-- What you are asked to do --
Consider each line of the material below and note whether it holds "ConfigError". State how many do, and nothing else.

-- Recorded information --

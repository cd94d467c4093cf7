use crate::agent::AgentId;

/// Alias for `Result<T, CoreError>`.
pub type CoreResult<T> = Result<T, CoreError>;

/// Errors that can occur when building or mutating simulation state.
#[derive(Debug, thiserror::Error)]
pub enum CoreError {
    /// The configuration was rejected before any world was built.
    #[error("invalid configuration: {0}")]
    InvalidConfig(#[from] ConfigError),

    /// A configuration file could not be parsed or rendered.
    #[error("configuration format error: {0}")]
    ConfigFormat(String),

    /// The requested agent is not part of the live population.
    #[error("agent not found: {0}")]
    AgentNotFound(AgentId),

    /// An agent with the same identity is already alive.
    #[error("agent already exists: {0}")]
    DuplicateAgent(AgentId),

    /// A resource grid does not match the configured dimensions.
    #[error("grid is {actual_width}x{actual_height} but configuration expects {width}x{height}")]
    GridMismatch {
        /// Configured width.
        width: u32,
        /// Configured height.
        height: u32,
        /// Width of the supplied grid.
        actual_width: u32,
        /// Height of the supplied grid.
        actual_height: u32,
    },
}

/// A single inconsistent configuration parameter.
#[derive(Debug, Clone, PartialEq, thiserror::Error)]
pub enum ConfigError {
    /// Grid width or height is zero.
    #[error("grid dimensions must be positive (got {width}x{height})")]
    EmptyGrid {
        /// Configured width.
        width: u32,
        /// Configured height.
        height: u32,
    },

    /// A probability lies outside `[0, 1]` or is not a number.
    #[error("{name} must be a probability in [0, 1] (got {value})")]
    Probability {
        /// Parameter name.
        name: &'static str,
        /// Offending value.
        value: f64,
    },

    /// A rate, threshold, or duration is infinite or not a number.
    #[error("{name} must be a finite number (got {value})")]
    NonFinite {
        /// Parameter name.
        name: &'static str,
        /// Offending value.
        value: f64,
    },

    /// A rate, threshold, or duration is negative.
    #[error("{name} must be non-negative (got {value})")]
    Negative {
        /// Parameter name.
        name: &'static str,
        /// Offending value.
        value: f64,
    },

    /// The maximum lifespan is zero or negative.
    #[error("max_age_years must be positive (got {0})")]
    Lifespan(f64),

    /// The presentation tick rate is zero.
    #[error("tick_rate_hz must be at least 1")]
    TickRate,
}
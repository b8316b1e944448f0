//! Expression parsing, from assignment down to primaries.
//!
//! Precedence (lowest first): assignment, ternary / fallback, `or`, `and`,
//! equality, comparison, term, factor, unary, call, primary. Ternary and
//! fallback are right-associative; assignment targets are validated after
//! the fact by rewriting the parsed left-hand side.

use quill_lexer::token::TokenKind;
use quill_types::ast::{
    BinOp, Expr, ExprKind, FunctionExpr, LogicalOp, NameRef, Stmt, UnaryOp,
};
use quill_types::ErrorCode;

use crate::parser::Parser;

impl Parser<'_> {
    /// Parse a full expression.
    pub(crate) fn parse_expression(&mut self) -> Option<Expr> {
        self.parse_assignment()
    }

    // ── Assignment ────────────────────────────────────────────────────────────

    fn parse_assignment(&mut self) -> Option<Expr> {
        let target = self.parse_ternary()?;

        if self.eat(&TokenKind::Eq) {
            let value = self.parse_assignment()?;
            let span = target.span.merge(value.span);
            return Some(match target.kind {
                ExprKind::Variable(name_ref) => Expr::new(
                    ExprKind::Assign {
                        target: name_ref,
                        value: Box::new(value),
                    },
                    span,
                ),
                ExprKind::Get { object, name } => Expr::new(
                    ExprKind::Set {
                        object,
                        name,
                        value: Box::new(value),
                    },
                    span,
                ),
                other => {
                    self.error_at(
                        ErrorCode::INVALID_ASSIGNMENT_TARGET,
                        "invalid assignment target",
                        target.span,
                    );
                    // Keep the left-hand side so parsing can continue.
                    Expr::new(other, target.span)
                }
            });
        }

        Some(target)
    }

    // ── Ternary & Fallback ────────────────────────────────────────────────────

    fn parse_ternary(&mut self) -> Option<Expr> {
        let condition = self.parse_logic_or()?;

        if self.eat(&TokenKind::Question) {
            let when_true = self.parse_expression()?;
            self.expect(&TokenKind::Colon)?;
            let when_false = self.parse_ternary()?;
            let span = condition.span.merge(when_false.span);
            return Some(Expr::new(
                ExprKind::Ternary {
                    condition: Box::new(condition),
                    when_true: Box::new(when_true),
                    when_false: Box::new(when_false),
                },
                span,
            ));
        }

        if self.eat(&TokenKind::QuestionColon) {
            let fallback = self.parse_ternary()?;
            let span = condition.span.merge(fallback.span);
            return Some(Expr::new(
                ExprKind::Fallback {
                    primary: Box::new(condition),
                    fallback: Box::new(fallback),
                },
                span,
            ));
        }

        Some(condition)
    }

    // ── Logical ───────────────────────────────────────────────────────────────

    fn parse_logic_or(&mut self) -> Option<Expr> {
        let mut left = self.parse_logic_and()?;
        while self.eat(&TokenKind::Or) {
            let right = self.parse_logic_and()?;
            let span = left.span.merge(right.span);
            left = Expr::new(
                ExprKind::Logical {
                    left: Box::new(left),
                    op: LogicalOp::Or,
                    right: Box::new(right),
                },
                span,
            );
        }
        Some(left)
    }

    fn parse_logic_and(&mut self) -> Option<Expr> {
        let mut left = self.parse_equality()?;
        while self.eat(&TokenKind::And) {
            let right = self.parse_equality()?;
            let span = left.span.merge(right.span);
            left = Expr::new(
                ExprKind::Logical {
                    left: Box::new(left),
                    op: LogicalOp::And,
                    right: Box::new(right),
                },
                span,
            );
        }
        Some(left)
    }

    // ── Binary Operators ──────────────────────────────────────────────────────

    fn parse_equality(&mut self) -> Option<Expr> {
        let mut left = self.parse_comparison()?;
        loop {
            let op = match self.peek_kind() {
                TokenKind::EqEq => BinOp::Eq,
                TokenKind::BangEq => BinOp::NotEq,
                _ => break,
            };
            let op_span = self.advance().span;
            let right = self.parse_comparison()?;
            let span = left.span.merge(right.span);
            left = Expr::new(
                ExprKind::Binary {
                    left: Box::new(left),
                    op,
                    op_span,
                    right: Box::new(right),
                },
                span,
            );
        }
        Some(left)
    }

    fn parse_comparison(&mut self) -> Option<Expr> {
        let mut left = self.parse_term()?;
        loop {
            let op = match self.peek_kind() {
                TokenKind::Less => BinOp::Less,
                TokenKind::LessEq => BinOp::LessEq,
                TokenKind::Greater => BinOp::Greater,
                TokenKind::GreaterEq => BinOp::GreaterEq,
                _ => break,
            };
            let op_span = self.advance().span;
            let right = self.parse_term()?;
            let span = left.span.merge(right.span);
            left = Expr::new(
                ExprKind::Binary {
                    left: Box::new(left),
                    op,
                    op_span,
                    right: Box::new(right),
                },
                span,
            );
        }
        Some(left)
    }

    fn parse_term(&mut self) -> Option<Expr> {
        let mut left = self.parse_factor()?;
        loop {
            let op = match self.peek_kind() {
                TokenKind::Plus => BinOp::Add,
                TokenKind::Minus => BinOp::Sub,
                _ => break,
            };
            let op_span = self.advance().span;
            let right = self.parse_factor()?;
            let span = left.span.merge(right.span);
            left = Expr::new(
                ExprKind::Binary {
                    left: Box::new(left),
                    op,
                    op_span,
                    right: Box::new(right),
                },
                span,
            );
        }
        Some(left)
    }

    fn parse_factor(&mut self) -> Option<Expr> {
        let mut left = self.parse_unary()?;
        loop {
            let op = match self.peek_kind() {
                TokenKind::Star => BinOp::Mul,
                TokenKind::Slash => BinOp::Div,
                _ => break,
            };
            let op_span = self.advance().span;
            let right = self.parse_unary()?;
            let span = left.span.merge(right.span);
            left = Expr::new(
                ExprKind::Binary {
                    left: Box::new(left),
                    op,
                    op_span,
                    right: Box::new(right),
                },
                span,
            );
        }
        Some(left)
    }

    // ── Unary / Call / Primary ────────────────────────────────────────────────

    fn parse_unary(&mut self) -> Option<Expr> {
        let op = match self.peek_kind() {
            TokenKind::Minus => UnaryOp::Neg,
            TokenKind::Bang => UnaryOp::Not,
            _ => return self.parse_call(),
        };
        let op_span = self.advance().span;
        let operand = self.parse_unary()?;
        let span = op_span.merge(operand.span);
        Some(Expr::new(
            ExprKind::Unary {
                op,
                op_span,
                operand: Box::new(operand),
            },
            span,
        ))
    }

    fn parse_call(&mut self) -> Option<Expr> {
        let mut expr = self.parse_primary()?;
        loop {
            if self.eat(&TokenKind::LParen) {
                expr = self.finish_call(expr)?;
            } else if self.eat(&TokenKind::Dot) {
                let name = self.expect_identifier("property name after '.'")?;
                let span = expr.span.merge(name.span);
                expr = Expr::new(
                    ExprKind::Get {
                        object: Box::new(expr),
                        name,
                    },
                    span,
                );
            } else {
                break;
            }
        }
        Some(expr)
    }

    fn finish_call(&mut self, callee: Expr) -> Option<Expr> {
        let mut args = Vec::new();
        if !self.check(&TokenKind::RParen) {
            loop {
                args.push(self.parse_expression()?);
                if !self.eat(&TokenKind::Comma) {
                    break;
                }
            }
        }
        let close = self.expect(&TokenKind::RParen)?;
        let span = callee.span.merge(close.span);
        Some(Expr::new(
            ExprKind::Call {
                callee: Box::new(callee),
                args,
            },
            span,
        ))
    }

    fn parse_primary(&mut self) -> Option<Expr> {
        let span = self.current_span();
        let expr = match self.peek_kind().clone() {
            TokenKind::NumberLit(value) => {
                self.advance();
                Expr::new(ExprKind::NumberLit(value), span)
            }
            TokenKind::StringLit(value) => {
                self.advance();
                Expr::new(ExprKind::StringLit(value), span)
            }
            TokenKind::True => {
                self.advance();
                Expr::new(ExprKind::BoolLit(true), span)
            }
            TokenKind::False => {
                self.advance();
                Expr::new(ExprKind::BoolLit(false), span)
            }
            TokenKind::Nil => {
                self.advance();
                Expr::new(ExprKind::NilLit, span)
            }
            TokenKind::This => {
                self.advance();
                let name_ref = self.name_ref("this", span);
                Expr::new(ExprKind::This(name_ref), span)
            }
            TokenKind::Super => {
                self.advance();
                let keyword = self.name_ref("super", span);
                self.expect(&TokenKind::Dot)?;
                let method = self.expect_identifier("method name after 'super.'")?;
                let full = span.merge(method.span);
                Expr::new(ExprKind::Super { keyword, method }, full)
            }
            TokenKind::Identifier(name) => {
                self.advance();
                let name_ref = self.name_ref(name, span);
                Expr::new(ExprKind::Variable(name_ref), span)
            }
            TokenKind::LParen => {
                self.advance();
                let inner = self.parse_expression()?;
                let close = self.expect(&TokenKind::RParen)?;
                Expr::new(ExprKind::Grouping(Box::new(inner)), span.merge(close.span))
            }
            TokenKind::Fun => return self.parse_function_expr(),
            other => {
                self.error_at_current(
                    ErrorCode::UNEXPECTED_TOKEN,
                    format!("expected expression, got '{other}'"),
                );
                return None;
            }
        };
        Some(expr)
    }

    /// Parse a function expression: `fun name?(params) { body }`.
    ///
    /// The name is optional; when present it is bound inside the function's
    /// own scope so the function can recurse even if the surrounding binding
    /// is later shadowed.
    fn parse_function_expr(&mut self) -> Option<Expr> {
        let fun_span = self.advance().span;

        let name: Option<NameRef> = match self.peek_kind().clone() {
            TokenKind::Identifier(text) => {
                let name_span = self.advance().span;
                Some(self.name_ref(text, name_span))
            }
            _ => None,
        };

        let params = self.parse_param_list()?;
        let (body, body_span) = self.parse_brace_block("function body")?;
        let span = fun_span.merge(body_span);

        Some(Expr::new(
            ExprKind::Function(Box::new(FunctionExpr {
                name,
                params,
                body,
                span,
            })),
            span,
        ))
    }

    /// Parse `( params )` into a list of parameter name refs.
    pub(crate) fn parse_param_list(&mut self) -> Option<Vec<NameRef>> {
        self.expect(&TokenKind::LParen)?;
        let mut params = Vec::new();
        if !self.check(&TokenKind::RParen) {
            loop {
                params.push(self.expect_name_ref("parameter name")?);
                if !self.eat(&TokenKind::Comma) {
                    break;
                }
            }
        }
        self.expect(&TokenKind::RParen)?;
        Some(params)
    }

    /// Parse `{ statements }` and return the statements plus the block span.
    pub(crate) fn parse_brace_block(
        &mut self,
        what: &str,
    ) -> Option<(Vec<Stmt>, quill_types::Span)> {
        let open = self.expect(&TokenKind::LBrace)?;
        let mut statements = Vec::new();
        while !self.check(&TokenKind::RBrace) && !self.at_end() && !self.too_many_errors() {
            match self.parse_declaration() {
                Some(stmt) => statements.push(stmt),
                None => self.synchronize(),
            }
        }
        if !self.check(&TokenKind::RBrace) {
            self.error_at_current(
                ErrorCode::UNEXPECTED_TOKEN,
                format!("expected '}}' to close {what}"),
            );
            return None;
        }
        let close = self.advance();
        Some((statements, open.span.merge(close.span)))
    }
}
//! Shared types for the Quill interpreter.
//!
//! Home of everything both the front end (lexer, parser) and the semantic
//! core (resolver, evaluator) need to agree on: source [`Span`]s, the AST,
//! and structured [`Diagnostic`]s.

pub mod ast;
mod error;
mod span;

pub use error::{Diagnostic, Diagnostics, ErrorCategory, ErrorCode, MAX_ERRORS};
pub use span::{SourceFile, Span};
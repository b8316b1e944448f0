//! Core Quill lexer — converts source text to a token stream.
//!
//! Hand-written byte scanner:
//! - single-line (`//`) and non-nesting block (`/* */`) comments are skipped
//! - string literals may span multiple lines and have no escape sequences
//! - error recovery: collects up to `MAX_ERRORS` diagnostics instead of
//!   stopping at the first

use quill_types::{Diagnostic, Diagnostics, ErrorCode, SourceFile, Span};

use crate::token::{Token, TokenKind};

/// The Quill lexer.
pub struct Lexer<'src> {
    /// The full source text as bytes.
    source: &'src [u8],
    /// Source file for error context.
    source_file: &'src SourceFile,
    /// Current byte offset into `source`.
    pos: usize,
    /// Current line number (1-based).
    line: u32,
    /// Current column number (1-based).
    col: u32,
    /// Collected diagnostics.
    errors: Diagnostics,
}

/// Result of lexing: tokens + any diagnostics collected.
pub struct LexResult {
    /// The token stream (always ends with [`TokenKind::Eof`]).
    pub tokens: Vec<Token>,
    /// Diagnostics encountered during lexing.
    pub errors: Diagnostics,
}

impl<'src> Lexer<'src> {
    /// Create a new lexer for the given source file.
    pub fn new(source_file: &'src SourceFile) -> Self {
        Self {
            source: source_file.source.as_bytes(),
            source_file,
            pos: 0,
            line: 1,
            col: 1,
            errors: Diagnostics::empty(),
        }
    }

    /// Lex the entire source into a token stream.
    pub fn lex(mut self) -> LexResult {
        let mut tokens = Vec::new();
        loop {
            if self.errors.is_full() {
                break;
            }
            match self.scan_token() {
                Some(token) => {
                    let is_eof = token.kind == TokenKind::Eof;
                    tokens.push(token);
                    if is_eof {
                        break;
                    }
                }
                // An error was reported; keep scanning.
                None => continue,
            }
        }

        if tokens.last().map(|t| &t.kind) != Some(&TokenKind::Eof) {
            tokens.push(Token::new(TokenKind::Eof, self.current_span()));
        }

        LexResult {
            tokens,
            errors: self.errors,
        }
    }

    // ─────────────────────────────────────────────────────────────
    // Character-level helpers
    // ─────────────────────────────────────────────────────────────

    fn peek(&self) -> Option<u8> {
        self.source.get(self.pos).copied()
    }

    fn peek_next(&self) -> Option<u8> {
        self.source.get(self.pos + 1).copied()
    }

    fn advance(&mut self) -> Option<u8> {
        let ch = self.source.get(self.pos).copied()?;
        self.pos += 1;
        if ch == b'\n' {
            self.line += 1;
            self.col = 1;
        } else {
            self.col += 1;
        }
        Some(ch)
    }

    /// Consume the next byte if it matches.
    fn eat(&mut self, expected: u8) -> bool {
        if self.peek() == Some(expected) {
            self.advance();
            true
        } else {
            false
        }
    }

    fn current_span(&self) -> Span {
        Span::point(self.line, self.col)
    }

    fn span_from(&self, start_line: u32, start_col: u32) -> Span {
        Span::new(
            start_line,
            start_col,
            self.line,
            self.col.saturating_sub(1).max(1),
        )
    }

    fn emit_error(&mut self, code: ErrorCode, message: impl Into<String>, span: Span) {
        let source_line = self.source_file.snippet(span).to_string();
        self.errors.push(Diagnostic::new(
            &self.source_file.name,
            code,
            message,
            span,
            source_line,
        ));
    }

    // ─────────────────────────────────────────────────────────────
    // Scanning
    // ─────────────────────────────────────────────────────────────

    /// Scan one token. Returns `None` if a diagnostic was reported and the
    /// offending input skipped.
    fn scan_token(&mut self) -> Option<Token> {
        self.skip_whitespace_and_comments()?;

        let start_line = self.line;
        let start_col = self.col;
        let Some(ch) = self.advance() else {
            return Some(Token::new(TokenKind::Eof, self.current_span()));
        };

        let kind = match ch {
            b'(' => TokenKind::LParen,
            b')' => TokenKind::RParen,
            b'{' => TokenKind::LBrace,
            b'}' => TokenKind::RBrace,
            b',' => TokenKind::Comma,
            b'.' => TokenKind::Dot,
            b';' => TokenKind::Semicolon,
            b'-' => TokenKind::Minus,
            b'+' => TokenKind::Plus,
            b'*' => TokenKind::Star,
            b'/' => TokenKind::Slash,
            b':' => TokenKind::Colon,
            b'?' => {
                if self.eat(b':') {
                    TokenKind::QuestionColon
                } else {
                    TokenKind::Question
                }
            }
            b'!' => {
                if self.eat(b'=') {
                    TokenKind::BangEq
                } else {
                    TokenKind::Bang
                }
            }
            b'=' => {
                if self.eat(b'=') {
                    TokenKind::EqEq
                } else {
                    TokenKind::Eq
                }
            }
            b'<' => {
                if self.eat(b'=') {
                    TokenKind::LessEq
                } else {
                    TokenKind::Less
                }
            }
            b'>' => {
                if self.eat(b'=') {
                    TokenKind::GreaterEq
                } else {
                    TokenKind::Greater
                }
            }
            b'"' => return self.scan_string(start_line, start_col),
            b'0'..=b'9' => return Some(self.scan_number(start_line, start_col)),
            c if c == b'_' || c.is_ascii_alphabetic() => {
                return Some(self.scan_identifier(start_line, start_col));
            }
            other => {
                let span = self.span_from(start_line, start_col);
                self.emit_error(
                    ErrorCode::UNEXPECTED_CHARACTER,
                    format!("unexpected character '{}'", other as char),
                    span,
                );
                return None;
            }
        };

        Some(Token::new(kind, self.span_from(start_line, start_col)))
    }

    /// Skip whitespace and comments. Returns `None` if an unterminated block
    /// comment was reported (the scan loop then retries at end of input).
    fn skip_whitespace_and_comments(&mut self) -> Option<()> {
        loop {
            match self.peek() {
                Some(b' ' | b'\t' | b'\r' | b'\n') => {
                    self.advance();
                }
                Some(b'/') if self.peek_next() == Some(b'/') => {
                    while let Some(ch) = self.peek() {
                        if ch == b'\n' {
                            break;
                        }
                        self.advance();
                    }
                }
                Some(b'/') if self.peek_next() == Some(b'*') => {
                    let start_line = self.line;
                    let start_col = self.col;
                    self.advance();
                    self.advance();
                    loop {
                        match self.peek() {
                            Some(b'*') if self.peek_next() == Some(b'/') => {
                                self.advance();
                                self.advance();
                                break;
                            }
                            Some(_) => {
                                self.advance();
                            }
                            None => {
                                let span = self.span_from(start_line, start_col);
                                self.emit_error(
                                    ErrorCode::UNTERMINATED_COMMENT,
                                    "unterminated block comment",
                                    span,
                                );
                                return None;
                            }
                        }
                    }
                }
                _ => return Some(()),
            }
        }
    }

    fn scan_string(&mut self, start_line: u32, start_col: u32) -> Option<Token> {
        let content_start = self.pos;
        loop {
            match self.peek() {
                Some(b'"') => break,
                Some(_) => {
                    self.advance();
                }
                None => {
                    let span = self.span_from(start_line, start_col);
                    self.emit_error(ErrorCode::UNTERMINATED_STRING, "unterminated string", span);
                    return None;
                }
            }
        }
        let value = String::from_utf8_lossy(&self.source[content_start..self.pos]).into_owned();
        self.advance(); // closing quote
        Some(Token::new(
            TokenKind::StringLit(value),
            self.span_from(start_line, start_col),
        ))
    }

    fn scan_number(&mut self, start_line: u32, start_col: u32) -> Token {
        let start = self.pos - 1;
        while matches!(self.peek(), Some(b'0'..=b'9')) {
            self.advance();
        }
        // Fractional part only when a digit follows the dot; `1.abs` stays
        // a number followed by a field select.
        if self.peek() == Some(b'.') && matches!(self.peek_next(), Some(b'0'..=b'9')) {
            self.advance();
            while matches!(self.peek(), Some(b'0'..=b'9')) {
                self.advance();
            }
        }
        let text = std::str::from_utf8(&self.source[start..self.pos]).unwrap_or("0");
        let value = text.parse::<f64>().unwrap_or(0.0);
        Token::new(
            TokenKind::NumberLit(value),
            self.span_from(start_line, start_col),
        )
    }

    fn scan_identifier(&mut self, start_line: u32, start_col: u32) -> Token {
        let start = self.pos - 1;
        while matches!(self.peek(), Some(c) if c == b'_' || c.is_ascii_alphanumeric()) {
            self.advance();
        }
        let text = String::from_utf8_lossy(&self.source[start..self.pos]).into_owned();
        let kind = TokenKind::keyword(&text).unwrap_or(TokenKind::Identifier(text));
        Token::new(kind, self.span_from(start_line, start_col))
    }
}
//! Quill parser: recursive descent from tokens to AST.
//!
//! Split by grammar area:
//! - [`parser`]: token cursor, error reporting, synchronization
//! - `parse_decl`: declarations (class, fun, var)
//! - `parse_stmt`: statements (if, while, for desugaring, ...)
//! - `parse_expr`: expressions (assignment down to primaries)

mod parse_decl;
mod parse_expr;
mod parse_stmt;
mod parser;

pub use parser::{ParseResult, Parser};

-- Response --
2